The pure randomness of the procedural generation manifests in other ways too – repeated sections (oh, look, another toilet/skull on a gurney/tree root growing through the floor) appear in nonsensical and unrealistic ways and the danger of an entirely dull layout is all too real. There’s nothing smart about the procedural generation, seemingly no rules added to help govern what should appear, or how many of one thing should appear, or even that the same room shouldn’t appear more than once per level. Disturbingly we even found one room that had a clipping error and chucked us out of the game world – while that only happened once, the checkpointing in Daylight is brutal and much eye-rolling commenced. In what is probably the only time you’ll see it used as an example for improvement, the developers of Daylight could have learnt a lesson from Silent Hill: Book of Memories and included set event rooms within the procedural generation, guaranteeing both shared experience and pre-planned set-pieces. Alas, it was not to be.

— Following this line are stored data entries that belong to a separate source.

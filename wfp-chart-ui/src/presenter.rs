//! Reads the form, runs the calculator, and writes cards and charts back.

use crate::chart_spec::ChartSpec;
use crate::surface::{ChartHandle, ChartKind, DisplaySurface, ResultsView};
use wfp_calc::{calculate, FootprintError, FootprintInput, FootprintReport, InputField, Result};

/// The only message a user ever sees for a failed calculation.
pub const GENERIC_ERROR_MESSAGE: &str =
    "Unable to calculate water footprint. Please check your inputs.";

/// Clamp a field value as it is typed: negative numbers become `"0"`.
///
/// Returns `None` when the value should be kept as typed (including text
/// that does not parse yet, such as `"-"` or `""`).
pub fn sanitize_field_value(raw: &str) -> Option<String> {
    match raw.trim().parse::<f64>() {
        Ok(value) if value < 0.0 => Some("0".to_string()),
        _ => None,
    }
}

/// Parse a single field's text into a finite, non-negative number.
pub fn parse_field(field: InputField, raw: &str) -> Result<f64> {
    match raw.trim().parse::<f64>() {
        Ok(value) if value.is_finite() && value >= 0.0 => Ok(value),
        _ => Err(FootprintError::InvalidNumber {
            field: field.name(),
            value: raw.to_string(),
        }),
    }
}

/// At most one live chart per kind.
#[derive(Debug, Default)]
struct ChartSlots {
    pie: Option<ChartHandle>,
    line: Option<ChartHandle>,
    bar: Option<ChartHandle>,
}

impl ChartSlots {
    fn slot(&mut self, kind: ChartKind) -> &mut Option<ChartHandle> {
        match kind {
            ChartKind::Pie => &mut self.pie,
            ChartKind::Line => &mut self.line,
            ChartKind::Bar => &mut self.bar,
        }
    }

    fn len(&self) -> usize {
        [&self.pie, &self.line, &self.bar]
            .iter()
            .filter(|h| h.is_some())
            .count()
    }
}

/// Owns the display surface and the charts drawn on it.
///
/// Charts are released when the presenter is dropped.
pub struct Presenter<S: DisplaySurface> {
    surface: S,
    charts: ChartSlots,
}

impl<S: DisplaySurface> Presenter<S> {
    pub fn new(surface: S) -> Self {
        Self {
            surface,
            charts: ChartSlots::default(),
        }
    }

    pub fn surface(&self) -> &S {
        &self.surface
    }

    pub fn surface_mut(&mut self) -> &mut S {
        &mut self.surface
    }

    /// Number of charts currently alive on the surface.
    pub fn active_charts(&self) -> usize {
        self.charts.len()
    }

    /// Read and validate all five fields.
    ///
    /// Stops at the first bad field, marking it invalid. No partial input is returned.
    pub fn collect_input(&mut self) -> Result<FootprintInput> {
        let mut input = FootprintInput::default();
        for field in InputField::ALL {
            let raw = self
                .surface
                .read_field(field)
                .ok_or(FootprintError::MissingField { field: field.name() })?;
            match parse_field(field, &raw) {
                Ok(value) => input.set(field, value),
                Err(err) => {
                    log::warn!("rejecting {field}: {raw:?}");
                    self.surface.mark_invalid(field);
                    return Err(err);
                }
            }
        }
        Ok(input)
    }

    /// Handle a click on Calculate.
    ///
    /// Every failure is logged in full and shown to the user as
    /// [`GENERIC_ERROR_MESSAGE`].
    pub fn run_calculation(&mut self) -> Option<FootprintReport> {
        self.surface.clear_invalid();
        match self.try_calculation() {
            Ok(report) => Some(report),
            Err(err) => {
                log::error!("Calculation error: {err}");
                if let FootprintError::DegenerateInput { .. } = err {
                    self.surface.mark_invalid(InputField::LandArea);
                }
                self.surface.show_error(GENERIC_ERROR_MESSAGE);
                None
            }
        }
    }

    fn try_calculation(&mut self) -> Result<FootprintReport> {
        let input = self.collect_input()?;
        let report = calculate(&input)?;
        self.render(&report);
        Ok(report)
    }

    /// Write the result cards, then replace all three charts.
    pub fn render(&mut self, report: &FootprintReport) {
        self.surface.show_results(ResultsView::from(report));
        self.release_charts();
        for kind in ChartKind::ALL {
            let spec = ChartSpec::for_components(kind, &report.components);
            self.draw_chart(&spec);
        }
    }

    /// Release the chart of this kind, if any, then draw the new one.
    fn draw_chart(&mut self, spec: &ChartSpec) {
        if let Some(old) = self.charts.slot(spec.kind).take() {
            self.surface.destroy_chart(old);
        }
        match self.surface.create_chart(spec) {
            Some(handle) => *self.charts.slot(spec.kind) = Some(handle),
            None => log::error!(
                "chart region {} not found for the {} chart",
                spec.region,
                spec.kind
            ),
        }
    }

    /// Destroy every live chart.
    pub fn release_charts(&mut self) {
        for kind in ChartKind::ALL {
            if let Some(handle) = self.charts.slot(kind).take() {
                self.surface.destroy_chart(handle);
            }
        }
    }
}

impl<S: DisplaySurface> Drop for Presenter<S> {
    fn drop(&mut self) {
        self.release_charts();
    }
}

#[cfg(test)]
mod tests {
    use super::*;
    use crate::surface::CardKind;
    use std::cell::RefCell;
    use std::collections::{BTreeMap, BTreeSet};
    use std::rc::Rc;

    /// What the test surface has been asked to do.
    #[derive(Debug, Default)]
    struct Recorded {
        invalid: BTreeSet<InputField>,
        results: Option<ResultsView>,
        error: Option<String>,
        live: BTreeMap<u64, (ChartKind, &'static str)>,
        created: u64,
        destroyed: u64,
        chart_values: Vec<Vec<f64>>,
    }

    struct TestSurface {
        fields: BTreeMap<InputField, String>,
        missing_regions: BTreeSet<&'static str>,
        log: Rc<RefCell<Recorded>>,
    }

    impl TestSurface {
        fn with_values(values: [(InputField, &str); 5]) -> Self {
            Self {
                fields: values.iter().map(|(f, v)| (*f, v.to_string())).collect(),
                missing_regions: BTreeSet::new(),
                log: Rc::new(RefCell::new(Recorded::default())),
            }
        }

        fn reference() -> Self {
            Self::with_values([
                (InputField::LandArea, "10"),
                (InputField::Precipitation, "800"),
                (InputField::Runoff, "200"),
                (InputField::Irrigation, "300"),
                (InputField::Fertilizer, "100"),
            ])
        }
    }

    impl DisplaySurface for TestSurface {
        fn read_field(&self, field: InputField) -> Option<String> {
            self.fields.get(&field).cloned()
        }

        fn mark_invalid(&mut self, field: InputField) {
            self.log.borrow_mut().invalid.insert(field);
        }

        fn clear_invalid(&mut self) {
            self.log.borrow_mut().invalid.clear();
        }

        fn show_results(&mut self, view: ResultsView) {
            let mut log = self.log.borrow_mut();
            log.results = Some(view);
            log.error = None;
        }

        fn show_error(&mut self, message: &str) {
            let mut log = self.log.borrow_mut();
            log.results = None;
            log.error = Some(message.to_string());
        }

        fn create_chart(&mut self, spec: &ChartSpec) -> Option<ChartHandle> {
            if self.missing_regions.contains(spec.region) {
                return None;
            }
            let mut log = self.log.borrow_mut();
            log.created += 1;
            let id = log.created;
            let stale = log.live.values().any(|(_, region)| *region == spec.region);
            assert!(!stale, "region {} still holds a chart", spec.region);
            log.live.insert(id, (spec.kind, spec.region));
            log.chart_values.push(spec.data.iter().map(|d| d.value).collect());
            Some(ChartHandle {
                id,
                kind: spec.kind,
                region: spec.region,
            })
        }

        fn destroy_chart(&mut self, handle: ChartHandle) {
            let mut log = self.log.borrow_mut();
            assert!(log.live.remove(&handle.id).is_some(), "double destroy of {handle:?}");
            log.destroyed += 1;
        }
    }

    #[test]
    fn test_reference_scenario_renders_cards_and_charts() {
        let surface = TestSurface::reference();
        let log = Rc::clone(&surface.log);
        let mut presenter = Presenter::new(surface);

        let report = presenter.run_calculation().unwrap();
        assert_eq!(report.components.total_water_footprint, 9650.0);

        let log = log.borrow();
        assert!(log.error.is_none());
        let cards = &log.results.as_ref().unwrap().cards;
        assert_eq!(cards.len(), 4);
        assert_eq!(cards[0].kind, CardKind::Green);
        assert_eq!(cards[0].value, "600.00 mm");
        assert_eq!(cards[2].value, "65.00 mm");
        assert_eq!(cards[3].kind, CardKind::Total);
        assert_eq!(cards[3].value, "9650.00 mm");
        assert_eq!(cards[3].caption, "Excellent - Highly efficient water usage");
        assert_eq!(cards[3].background, Some("#27ae60"));

        assert_eq!(log.live.len(), 3);
        assert!(log.chart_values.iter().all(|v| v == &vec![600.0, 300.0, 65.0]));
    }

    #[test]
    fn test_repeated_calculation_replaces_charts() {
        let surface = TestSurface::reference();
        let log = Rc::clone(&surface.log);
        let mut presenter = Presenter::new(surface);

        presenter.run_calculation().unwrap();
        presenter.run_calculation().unwrap();
        presenter.run_calculation().unwrap();

        let log = log.borrow();
        assert_eq!(log.created, 9);
        assert_eq!(log.destroyed, 6);
        assert_eq!(log.live.len(), 3);
        assert_eq!(presenter.active_charts(), 3);
    }

    #[test]
    fn test_negative_input_is_rejected_before_calculation() {
        for field in InputField::ALL {
            let mut surface = TestSurface::reference();
            surface.fields.insert(field, "-1".to_string());
            let log = Rc::clone(&surface.log);
            let mut presenter = Presenter::new(surface);

            assert!(presenter.run_calculation().is_none());

            let log = log.borrow();
            assert_eq!(log.invalid, BTreeSet::from([field]));
            assert_eq!(log.error.as_deref(), Some(GENERIC_ERROR_MESSAGE));
            assert!(log.results.is_none());
            assert_eq!(log.created, 0);
        }
    }

    #[test]
    fn test_unparsable_input_marks_first_bad_field_only() {
        let mut surface = TestSurface::reference();
        surface.fields.insert(InputField::Precipitation, "lots".to_string());
        surface.fields.insert(InputField::Fertilizer, "".to_string());
        let log = Rc::clone(&surface.log);
        let mut presenter = Presenter::new(surface);

        assert_eq!(
            presenter.collect_input(),
            Err(FootprintError::InvalidNumber {
                field: "precipitation",
                value: "lots".to_string(),
            })
        );
        assert_eq!(log.borrow().invalid, BTreeSet::from([InputField::Precipitation]));
    }

    #[test]
    fn test_missing_field_shows_generic_error() {
        let mut surface = TestSurface::reference();
        surface.fields.remove(&InputField::Runoff);
        let log = Rc::clone(&surface.log);
        let mut presenter = Presenter::new(surface);

        assert_eq!(
            presenter.collect_input(),
            Err(FootprintError::MissingField { field: "runoff" })
        );
        assert!(presenter.run_calculation().is_none());
        assert_eq!(log.borrow().error.as_deref(), Some(GENERIC_ERROR_MESSAGE));
    }

    #[test]
    fn test_zero_land_area_is_rejected() {
        let mut surface = TestSurface::reference();
        surface.fields.insert(InputField::LandArea, "0".to_string());
        let log = Rc::clone(&surface.log);
        let mut presenter = Presenter::new(surface);

        assert!(presenter.run_calculation().is_none());
        let log = log.borrow();
        assert_eq!(log.invalid, BTreeSet::from([InputField::LandArea]));
        assert_eq!(log.error.as_deref(), Some(GENERIC_ERROR_MESSAGE));
        assert_eq!(log.created, 0);
    }

    #[test]
    fn test_overflowing_total_renders_critical_without_marking_fields() {
        let mut surface = TestSurface::reference();
        surface.fields.insert(InputField::LandArea, "1e300".to_string());
        surface.fields.insert(InputField::Irrigation, "1e10".to_string());
        let log = Rc::clone(&surface.log);
        let mut presenter = Presenter::new(surface);

        let report = presenter.run_calculation().unwrap();
        assert_eq!(report.tier.color, "#c0392b");

        let log = log.borrow();
        assert!(log.invalid.is_empty());
        assert!(log.error.is_none());
        let total = &log.results.as_ref().unwrap().cards[3];
        assert!(total.caption.starts_with("Critical - "));
        assert_eq!(total.background, Some("#c0392b"));
    }

    #[test]
    fn test_error_after_success_keeps_previous_charts_owned() {
        let surface = TestSurface::reference();
        let log = Rc::clone(&surface.log);
        let mut presenter = Presenter::new(surface);
        presenter.run_calculation().unwrap();

        presenter
            .surface_mut()
            .fields
            .insert(InputField::Irrigation, "-3".to_string());
        assert!(presenter.run_calculation().is_none());
        assert_eq!(presenter.active_charts(), 3);

        drop(presenter);
        let log = log.borrow();
        assert!(log.live.is_empty());
        assert_eq!(log.destroyed, 3);
    }

    #[test]
    fn test_invalid_marks_cleared_on_next_run() {
        let mut surface = TestSurface::reference();
        surface.fields.insert(InputField::Runoff, "x".to_string());
        let log = Rc::clone(&surface.log);
        let mut presenter = Presenter::new(surface);
        assert!(presenter.run_calculation().is_none());

        presenter
            .surface_mut()
            .fields
            .insert(InputField::Runoff, "200".to_string());
        assert!(presenter.run_calculation().is_some());
        assert!(log.borrow().invalid.is_empty());
        assert!(log.borrow().error.is_none());
    }

    #[test]
    fn test_missing_region_skips_only_that_chart() {
        let mut surface = TestSurface::reference();
        surface.missing_regions.insert(ChartKind::Line.region_id());
        let mut presenter = Presenter::new(surface);

        presenter.run_calculation().unwrap();
        assert_eq!(presenter.active_charts(), 2);
    }

    #[test]
    fn test_whitespace_around_numbers_is_accepted() {
        assert_eq!(parse_field(InputField::Runoff, " 12.5 "), Ok(12.5));
        assert!(parse_field(InputField::Runoff, "inf").is_err());
        assert!(parse_field(InputField::Runoff, "NaN").is_err());
    }

    #[test]
    fn test_sanitize_field_value() {
        assert_eq!(sanitize_field_value("-5"), Some("0".to_string()));
        assert_eq!(sanitize_field_value("-0.1"), Some("0".to_string()));
        assert_eq!(sanitize_field_value("5"), None);
        assert_eq!(sanitize_field_value("-"), None);
        assert_eq!(sanitize_field_value(""), None);
    }
}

In the end then, Daylight is neither horrifying in the good way nor in the bad way. Once you’ve managed to become inured to the cheap shock factor Daylight feels like nothing more than a simple tech demo for the Unreal 4 engine, and it’s not even one that manages to present the engine in a good light. Conflicting mechanics, poorly managed procedural generation and the lack of any real hook for replayability mean that this is one that probably needed more time in the oven before seeing the light of day. If you get lucky with the level generation and don’t abuse the mechanics then there’s enough here for a playthrough with a few shocks that will only take a couple of hours – but the risk of an utterly duff experience is too high to recommend.